Rock Climbing with Snyder
by Billy Marshall-Stoneking
When we couldn’t get up the waterfall
we went over the top of the mountain,
up the side of a cliff. Up the gorge
past Purlka Karrinya—Warangula’s country,
Central Australia—no pines, no snow.
Scrabbling in the old land; continuing
the same journey Kerouac had continued
thirty years before.
Snyder, talking about niches and
dharma, found rock wallaby shit
halfway up. The rocks
fitted together like
a Chinese puzzle. Okay.
Easier now. Don’t look back,
don’t look down.
Find handhold.
Find foothold.
Push up.
Press against the stone.
Hook leg over rock.
Not too fast. Listen to the wind.
To the cicadas. There are spirits
in this place.
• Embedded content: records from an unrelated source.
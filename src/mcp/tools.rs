//! Tool catalogue and typed arguments.

use crate::mcp::protocol::Tool;
use serde::Deserialize;
use serde_json::json;
use std::path::PathBuf;

pub const CREATE_ENVIRONMENT: &str = "create_container_environment";
pub const CREATE_FILE: &str = "create_file_in_container";
pub const EXECUTE_COMMAND: &str = "execute_command_in_container";
pub const SAVE_STATE: &str = "save_container_state";
pub const EXPORT_DOCKERFILE: &str = "export_dockerfile";
pub const EXIT_CONTAINER: &str = "exit_container";
pub const LIST_ENVIRONMENTS: &str = "list_container_environments";

#[derive(Debug, Deserialize)]
pub struct CreateEnvironmentArgs {
    pub image: String,
    pub persist: bool,
    #[serde(default)]
    pub host_workspace_path: Option<PathBuf>,
    #[serde(default)]
    pub download_url: Option<String>,
}

#[derive(Debug, Deserialize)]
pub struct CreateFileArgs {
    pub container_id: String,
    pub filename: String,
    pub content: String,
}

#[derive(Debug, Deserialize)]
pub struct ExecuteCommandArgs {
    pub container_id: String,
    pub command: String,
}

#[derive(Debug, Deserialize)]
pub struct SaveStateArgs {
    pub container_id: String,
    pub name: String,
}

#[derive(Debug, Deserialize)]
pub struct ContainerArgs {
    pub container_id: String,
}

#[derive(Debug, Deserialize)]
pub struct ExitContainerArgs {
    pub container_id: String,
    #[serde(default)]
    pub force: bool,
}

fn container_id_schema() -> serde_json::Value {
    json!({
        "type": "string",
        "description": "Container ID returned by create_container_environment"
    })
}

/// Every tool the server exposes, in listing order.
pub fn definitions() -> Vec<Tool> {
    vec![
        Tool {
            name: CREATE_ENVIRONMENT,
            description: "Create a new container with the specified base image. Files and \
                          commands resolve against /workspace inside the container.",
            input_schema: json!({
                "type": "object",
                "properties": {
                    "image": {
                        "type": "string",
                        "description": "Docker image to use (e.g., python:3.12-slim, ubuntu:latest)"
                    },
                    "persist": {
                        "type": "boolean",
                        "description": "Keep the container after it stops; false lets the runtime remove it once stopped"
                    },
                    "host_workspace_path": {
                        "type": "string",
                        "description": "Existing host directory to mount at /workspace instead of a fresh staging directory"
                    },
                    "download_url": {
                        "type": "string",
                        "description": "HTTP(S) resource downloaded into /workspace before the container starts"
                    }
                },
                "required": ["image", "persist"]
            }),
        },
        Tool {
            name: CREATE_FILE,
            description: "Create or overwrite a file below /workspace in a container",
            input_schema: json!({
                "type": "object",
                "properties": {
                    "container_id": container_id_schema(),
                    "filename": {
                        "type": "string",
                        "description": "Path relative to /workspace"
                    },
                    "content": {
                        "type": "string",
                        "description": "File content"
                    }
                },
                "required": ["container_id", "filename", "content"]
            }),
        },
        Tool {
            name: EXECUTE_COMMAND,
            description: "Run a shell command in /workspace of a container and return stdout, \
                          stderr and the exit code",
            input_schema: json!({
                "type": "object",
                "properties": {
                    "container_id": container_id_schema(),
                    "command": {
                        "type": "string",
                        "description": "Command passed to sh -c"
                    }
                },
                "required": ["container_id", "command"]
            }),
        },
        Tool {
            name: SAVE_STATE,
            description: "Commit the container's current filesystem to a new image",
            input_schema: json!({
                "type": "object",
                "properties": {
                    "container_id": container_id_schema(),
                    "name": {
                        "type": "string",
                        "description": "Image name as repository[:tag]; the tag defaults to latest"
                    }
                },
                "required": ["container_id", "name"]
            }),
        },
        Tool {
            name: EXPORT_DOCKERFILE,
            description: "Generate a best-effort Dockerfile from the base image and the files \
                          created through this server",
            input_schema: json!({
                "type": "object",
                "properties": {
                    "container_id": container_id_schema()
                },
                "required": ["container_id"]
            }),
        },
        Tool {
            name: EXIT_CONTAINER,
            description: "Stop and remove a container and clean up its staging directory",
            input_schema: json!({
                "type": "object",
                "properties": {
                    "container_id": container_id_schema(),
                    "force": {
                        "type": "boolean",
                        "description": "Skip the graceful stop and remove immediately (default: false)"
                    }
                },
                "required": ["container_id"]
            }),
        },
        Tool {
            name: LIST_ENVIRONMENTS,
            description: "List the containers currently tracked by this server",
            input_schema: json!({
                "type": "object",
                "properties": {}
            }),
        },
    ]
}
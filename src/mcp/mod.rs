//! Model Context Protocol tool surface.
//!
//! Speaks JSON-RPC 2.0 over newline-delimited stdio: `initialize`, `ping`,
//! `tools/list` and `tools/call`. Each tool call maps onto one
//! [`SessionManager`](crate::session::SessionManager) operation. Operation
//! failures are reported as tool results with `isError` set, protocol
//! failures as JSON-RPC errors.

pub mod protocol;
mod server;
pub mod tools;

pub use protocol::{JsonRpcError, JsonRpcRequest, JsonRpcResponse, PROTOCOL_VERSION, Tool};
pub use server::{McpServer, render_error, serve};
Don’t be cocky.
No-one’s famous here.
Don’t offend the ancestors.
Follow the old man.
Too far gone to go back, Snyder turns
and says: “You’re six years old
and this is a big playground.”
Okay.
Is this how Kerouac felt
following you up the Matterhorn?
Fuck the literature!
Get to the top.
Firm rock is heaven. Not hanging off the side.
Finding a foothold
Finding a handhold
No haiku in this but sweat.
From Singing the Snake: Poems from the Western Desert 1979–1988, Sydney Australia: Angus and Robertson, 1990. Purlka means “big or huge.”